Police Minister Bheki Cele says law enforcement will execute an warrant arrest for former president Jacob Zuma if it was issued by the courts.
Speaking in an interview on 702, Cele said he did not make arrests, but South African Police Service (SAPS) officers would enforce the law.
“The minister does not make any arrests, but as prescribed by Section 205 of the Constitution the police’s job is to protect, to implement, to enforce, uphold the law and make sure that inhabitants of South Africa are safe, but the biggest part is to enforce the law. So if the courts say enforce the law, the police have no option but to enforce the law,” he said.
On his visit to Zuma’s homestead, Nkandla, in KwaZulu-Natal (KZN), Cele said he only went there to prevent a “disaster” of violence after Umkhonto weSizwe Military Veterans Association (MKMVA) and the ANC in KwaZulu-Natal publicly backed Zuma, with some saying they would physically protect the former president from arrest.

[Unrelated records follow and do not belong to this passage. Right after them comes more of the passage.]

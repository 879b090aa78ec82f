use std::sync::Arc;
use std::time::Duration;

use anyhow::Result;
use async_trait::async_trait;
use rand::Rng;
use serde::{Deserialize, Serialize};
use tracing::debug;

use crate::types::LoanFeatures;

pub const FRAUD_DETECTOR: &str = "fraud-detector";
pub const CREDIT_RISK: &str = "credit-risk";
pub const DEFAULT_PREDICTOR: &str = "default-predictor";

/// Models every loan prediction consults
pub const REQUIRED_MODELS: [&str; 3] = [FRAUD_DETECTOR, CREDIT_RISK, DEFAULT_PREDICTOR];

/// Raw output of a single model call
#[derive(Debug, Clone, Copy, PartialEq, Serialize, Deserialize)]
pub struct ModelOutput {
    pub prediction: f64,
    pub confidence: f64,
}

/// A loaded model that can score a loan application.
#[cfg_attr(test, mockall::automock)]
#[async_trait]
pub trait ScoringModel: Send + Sync {
    fn name(&self) -> &str;
    fn version(&self) -> &str;
    fn is_loaded(&self) -> bool;
    async fn predict(&self, features: &LoanFeatures) -> Result<ModelOutput>;
}

/// Source of scoring models. Swap this out to point the engine at a real
/// model-serving client.
#[cfg_attr(test, mockall::automock)]
#[async_trait]
pub trait ModelBackend: Send + Sync {
    async fn load(&self, name: &str) -> Result<Arc<dyn ScoringModel>>;
}

/// Stand-in model that reports a random prediction with high confidence
pub struct SimulatedModel {
    name: String,
    version: String,
}

impl SimulatedModel {
    pub fn new(name: &str) -> Self {
        Self {
            name: name.to_string(),
            version: "1.0.0".to_string(),
        }
    }
}

#[async_trait]
impl ScoringModel for SimulatedModel {
    fn name(&self) -> &str {
        &self.name
    }

    fn version(&self) -> &str {
        &self.version
    }

    fn is_loaded(&self) -> bool {
        true
    }

    async fn predict(&self, _features: &LoanFeatures) -> Result<ModelOutput> {
        let mut rng = rand::thread_rng();
        Ok(ModelOutput {
            prediction: rng.gen::<f64>(),
            confidence: 0.85 + rng.gen::<f64>() * 0.15,
        })
    }
}

/// Backend producing [`SimulatedModel`]s after an artificial load delay
pub struct SimulatedBackend {
    load_delay: Duration,
}

impl SimulatedBackend {
    pub fn new(load_delay: Duration) -> Self {
        Self { load_delay }
    }
}

impl Default for SimulatedBackend {
    fn default() -> Self {
        Self::new(Duration::from_millis(100))
    }
}

#[async_trait]
impl ModelBackend for SimulatedBackend {
    async fn load(&self, name: &str) -> Result<Arc<dyn ScoringModel>> {
        debug!(model = %name, delay_ms = self.load_delay.as_millis() as u64, "Simulating model load");
        tokio::time::sleep(self.load_delay).await;
        Ok(Arc::new(SimulatedModel::new(name)))
    }
}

“You know presidents…. they remain the state’s ‘property’. They are protected by the police and the defence until they perish and all that. So we don’t expect some quasi-military things that we don’t understand claiming that they are protecting him.
“For instance as I went there there were some people tried to block me [from entering the premises]. I spoke with Msholozi to allow the law and make sure that everything is within the law so that we don’t have disasters like Marikana when going forward,” he said.
Cele further said there was nothing wrong with visiting Zuma during the Commission of Inquiry into Allegations of State capture’s bid to have the former president jailed for two years if found guilty of contempt of court.
“The very same clause saying that police must enforce the law state that we prevent [bad] things from happening. So the police enforcing the law must not have a negative impact that see people at the gate and they die then we talk about those things long after they have happened. So making things happen in a legal and peaceful way there’s nothing wrong with that,” he said.
Last week, the Constitutional Court (ConCourt) heard arguments on Zuma’s failure to honour a summons for him to appear before the commission.
This was after the court ruled in January that Zuma should appear before the commission and answer questions put to him, but he has vowed not to do so.
The former president previously said he didn’t fear being arrested, further accusing the commission of having an agenda against him
The ConCourt has since reserved judgment.